*** The input Section Begins ***

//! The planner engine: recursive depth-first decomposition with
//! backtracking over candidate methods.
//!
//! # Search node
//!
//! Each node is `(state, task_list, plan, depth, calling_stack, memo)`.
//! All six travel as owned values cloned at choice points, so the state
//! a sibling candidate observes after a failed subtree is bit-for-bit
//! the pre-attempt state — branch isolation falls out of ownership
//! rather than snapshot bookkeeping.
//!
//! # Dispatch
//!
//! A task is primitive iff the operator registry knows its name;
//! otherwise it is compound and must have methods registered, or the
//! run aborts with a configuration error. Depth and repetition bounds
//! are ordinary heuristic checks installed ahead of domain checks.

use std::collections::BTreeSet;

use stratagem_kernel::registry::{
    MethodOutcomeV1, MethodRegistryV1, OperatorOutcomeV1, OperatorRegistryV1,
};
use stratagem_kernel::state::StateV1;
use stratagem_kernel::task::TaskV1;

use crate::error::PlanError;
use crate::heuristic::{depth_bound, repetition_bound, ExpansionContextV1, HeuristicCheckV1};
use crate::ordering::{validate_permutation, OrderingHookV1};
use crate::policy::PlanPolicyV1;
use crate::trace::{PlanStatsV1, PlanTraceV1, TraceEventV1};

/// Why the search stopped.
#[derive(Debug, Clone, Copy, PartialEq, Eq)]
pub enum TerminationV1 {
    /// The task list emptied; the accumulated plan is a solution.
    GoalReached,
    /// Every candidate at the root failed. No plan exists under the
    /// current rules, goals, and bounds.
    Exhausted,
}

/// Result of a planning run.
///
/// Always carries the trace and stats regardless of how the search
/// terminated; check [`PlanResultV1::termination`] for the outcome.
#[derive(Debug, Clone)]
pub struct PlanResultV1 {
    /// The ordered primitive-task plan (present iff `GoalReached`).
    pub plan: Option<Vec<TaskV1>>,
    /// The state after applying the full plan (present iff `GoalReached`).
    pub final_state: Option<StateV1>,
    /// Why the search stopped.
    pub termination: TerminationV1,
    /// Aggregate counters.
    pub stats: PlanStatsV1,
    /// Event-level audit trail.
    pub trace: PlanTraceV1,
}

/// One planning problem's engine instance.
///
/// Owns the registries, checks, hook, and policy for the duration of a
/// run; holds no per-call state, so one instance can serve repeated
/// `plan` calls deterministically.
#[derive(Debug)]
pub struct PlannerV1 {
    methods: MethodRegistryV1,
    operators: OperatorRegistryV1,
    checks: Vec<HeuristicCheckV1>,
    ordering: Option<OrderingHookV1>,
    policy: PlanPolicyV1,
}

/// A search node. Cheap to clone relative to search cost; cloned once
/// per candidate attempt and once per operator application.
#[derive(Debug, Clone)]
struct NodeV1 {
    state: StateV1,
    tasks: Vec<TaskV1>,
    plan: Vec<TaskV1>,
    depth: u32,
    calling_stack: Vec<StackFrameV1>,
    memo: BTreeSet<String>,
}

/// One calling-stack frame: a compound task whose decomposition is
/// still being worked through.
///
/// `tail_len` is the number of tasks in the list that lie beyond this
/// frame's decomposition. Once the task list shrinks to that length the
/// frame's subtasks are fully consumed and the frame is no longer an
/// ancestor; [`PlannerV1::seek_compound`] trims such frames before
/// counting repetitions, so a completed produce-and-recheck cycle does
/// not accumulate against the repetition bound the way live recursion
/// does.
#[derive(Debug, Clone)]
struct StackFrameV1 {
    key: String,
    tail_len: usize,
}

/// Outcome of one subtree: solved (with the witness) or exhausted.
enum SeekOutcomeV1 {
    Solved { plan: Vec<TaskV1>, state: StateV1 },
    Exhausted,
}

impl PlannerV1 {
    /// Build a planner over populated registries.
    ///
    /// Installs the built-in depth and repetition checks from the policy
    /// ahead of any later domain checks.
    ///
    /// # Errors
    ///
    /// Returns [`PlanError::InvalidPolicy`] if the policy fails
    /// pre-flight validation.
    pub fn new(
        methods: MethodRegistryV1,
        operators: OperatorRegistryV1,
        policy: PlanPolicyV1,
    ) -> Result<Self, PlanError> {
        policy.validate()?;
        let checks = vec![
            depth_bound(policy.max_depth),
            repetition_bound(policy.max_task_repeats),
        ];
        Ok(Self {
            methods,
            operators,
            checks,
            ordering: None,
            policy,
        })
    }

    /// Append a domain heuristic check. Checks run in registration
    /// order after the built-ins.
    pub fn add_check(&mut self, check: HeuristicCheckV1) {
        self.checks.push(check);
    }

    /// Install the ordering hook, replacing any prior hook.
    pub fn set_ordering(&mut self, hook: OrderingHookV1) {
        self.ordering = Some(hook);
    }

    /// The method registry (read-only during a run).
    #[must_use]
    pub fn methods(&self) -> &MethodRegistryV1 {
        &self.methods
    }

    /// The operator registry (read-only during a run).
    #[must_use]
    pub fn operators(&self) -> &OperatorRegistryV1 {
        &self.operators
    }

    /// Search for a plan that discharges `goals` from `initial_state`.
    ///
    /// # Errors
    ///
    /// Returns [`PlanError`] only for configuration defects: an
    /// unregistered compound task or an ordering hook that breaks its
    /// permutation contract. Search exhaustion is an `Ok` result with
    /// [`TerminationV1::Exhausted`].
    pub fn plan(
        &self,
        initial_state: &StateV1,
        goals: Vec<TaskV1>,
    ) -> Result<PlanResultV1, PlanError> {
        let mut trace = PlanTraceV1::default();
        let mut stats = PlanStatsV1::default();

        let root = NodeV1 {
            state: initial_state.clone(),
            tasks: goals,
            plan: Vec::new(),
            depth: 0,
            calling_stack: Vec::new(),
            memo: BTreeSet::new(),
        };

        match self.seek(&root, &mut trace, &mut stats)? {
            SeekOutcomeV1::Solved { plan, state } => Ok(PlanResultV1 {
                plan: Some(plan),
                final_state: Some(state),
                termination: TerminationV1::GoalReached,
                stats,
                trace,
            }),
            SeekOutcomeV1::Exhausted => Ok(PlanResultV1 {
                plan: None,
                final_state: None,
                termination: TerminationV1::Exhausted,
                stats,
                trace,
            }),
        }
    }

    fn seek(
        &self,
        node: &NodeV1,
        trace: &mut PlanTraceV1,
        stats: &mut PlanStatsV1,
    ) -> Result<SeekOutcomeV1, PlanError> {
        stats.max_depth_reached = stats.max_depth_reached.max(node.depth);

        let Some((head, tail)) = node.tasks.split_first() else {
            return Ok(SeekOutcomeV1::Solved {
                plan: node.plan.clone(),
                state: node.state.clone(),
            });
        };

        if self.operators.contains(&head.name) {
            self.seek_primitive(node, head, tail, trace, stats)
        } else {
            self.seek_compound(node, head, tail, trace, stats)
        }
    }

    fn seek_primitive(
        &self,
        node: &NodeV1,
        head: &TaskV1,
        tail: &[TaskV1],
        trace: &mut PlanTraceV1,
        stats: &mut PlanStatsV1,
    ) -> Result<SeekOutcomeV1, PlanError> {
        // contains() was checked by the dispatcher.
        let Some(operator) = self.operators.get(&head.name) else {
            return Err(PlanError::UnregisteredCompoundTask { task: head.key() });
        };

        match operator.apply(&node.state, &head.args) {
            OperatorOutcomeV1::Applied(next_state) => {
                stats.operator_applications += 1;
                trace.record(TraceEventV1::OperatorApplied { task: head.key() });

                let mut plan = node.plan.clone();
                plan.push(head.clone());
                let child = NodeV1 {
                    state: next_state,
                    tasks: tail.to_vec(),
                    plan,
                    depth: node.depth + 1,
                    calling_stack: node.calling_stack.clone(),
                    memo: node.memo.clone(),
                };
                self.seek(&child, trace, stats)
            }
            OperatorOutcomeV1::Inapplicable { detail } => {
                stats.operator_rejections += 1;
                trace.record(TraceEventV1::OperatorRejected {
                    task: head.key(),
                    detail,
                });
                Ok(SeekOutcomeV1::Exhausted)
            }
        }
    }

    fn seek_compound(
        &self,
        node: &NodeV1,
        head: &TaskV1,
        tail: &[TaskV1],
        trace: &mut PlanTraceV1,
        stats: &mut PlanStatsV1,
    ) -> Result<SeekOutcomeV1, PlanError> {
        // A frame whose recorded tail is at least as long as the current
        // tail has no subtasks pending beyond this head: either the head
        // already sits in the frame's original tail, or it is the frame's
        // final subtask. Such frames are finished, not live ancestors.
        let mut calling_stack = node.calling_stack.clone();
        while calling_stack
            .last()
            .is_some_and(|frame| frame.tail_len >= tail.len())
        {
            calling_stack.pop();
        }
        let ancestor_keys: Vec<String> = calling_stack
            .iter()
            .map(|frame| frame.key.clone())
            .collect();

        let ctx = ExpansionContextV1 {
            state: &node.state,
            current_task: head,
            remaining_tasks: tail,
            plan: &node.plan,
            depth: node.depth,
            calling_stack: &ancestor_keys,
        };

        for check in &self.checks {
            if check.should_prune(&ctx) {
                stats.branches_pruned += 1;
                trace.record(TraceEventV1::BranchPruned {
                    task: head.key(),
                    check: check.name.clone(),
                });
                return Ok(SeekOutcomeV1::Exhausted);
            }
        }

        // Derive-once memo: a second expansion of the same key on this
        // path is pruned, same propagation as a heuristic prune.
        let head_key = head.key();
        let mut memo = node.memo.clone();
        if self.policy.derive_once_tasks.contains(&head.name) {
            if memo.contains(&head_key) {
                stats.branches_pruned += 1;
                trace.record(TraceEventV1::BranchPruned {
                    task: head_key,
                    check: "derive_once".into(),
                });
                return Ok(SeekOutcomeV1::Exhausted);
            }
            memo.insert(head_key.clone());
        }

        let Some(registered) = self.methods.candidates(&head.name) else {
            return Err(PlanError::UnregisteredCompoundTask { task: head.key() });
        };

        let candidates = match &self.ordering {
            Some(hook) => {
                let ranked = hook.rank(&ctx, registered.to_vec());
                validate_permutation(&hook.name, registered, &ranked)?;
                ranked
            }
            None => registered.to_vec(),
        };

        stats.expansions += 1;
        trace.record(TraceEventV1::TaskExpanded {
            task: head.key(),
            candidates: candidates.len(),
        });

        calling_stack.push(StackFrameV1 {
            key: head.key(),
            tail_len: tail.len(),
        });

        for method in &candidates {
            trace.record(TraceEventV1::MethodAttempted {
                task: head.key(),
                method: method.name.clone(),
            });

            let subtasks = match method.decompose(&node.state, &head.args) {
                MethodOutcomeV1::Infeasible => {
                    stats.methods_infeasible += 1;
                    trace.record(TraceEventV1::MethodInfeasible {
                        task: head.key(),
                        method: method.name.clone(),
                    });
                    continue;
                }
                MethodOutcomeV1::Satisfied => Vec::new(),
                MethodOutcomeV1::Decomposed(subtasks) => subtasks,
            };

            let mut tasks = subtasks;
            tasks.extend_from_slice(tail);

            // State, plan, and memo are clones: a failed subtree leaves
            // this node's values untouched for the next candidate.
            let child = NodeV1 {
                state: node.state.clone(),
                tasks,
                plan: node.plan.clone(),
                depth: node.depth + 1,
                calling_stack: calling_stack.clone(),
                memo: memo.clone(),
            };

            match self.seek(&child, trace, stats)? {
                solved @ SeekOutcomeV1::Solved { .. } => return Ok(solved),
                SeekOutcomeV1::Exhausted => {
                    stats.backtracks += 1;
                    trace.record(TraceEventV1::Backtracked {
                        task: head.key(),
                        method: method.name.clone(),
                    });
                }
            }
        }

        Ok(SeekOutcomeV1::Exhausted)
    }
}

*** The input Section Ends ***

> _Problem to solve_:
Reproduce every line in the records above that contains the word "present".

> _Answer area_:
    /// The ordered primitive-task plan (present iff `GoalReached`).
    /// The state after applying the full plan (present iff `GoalReached`).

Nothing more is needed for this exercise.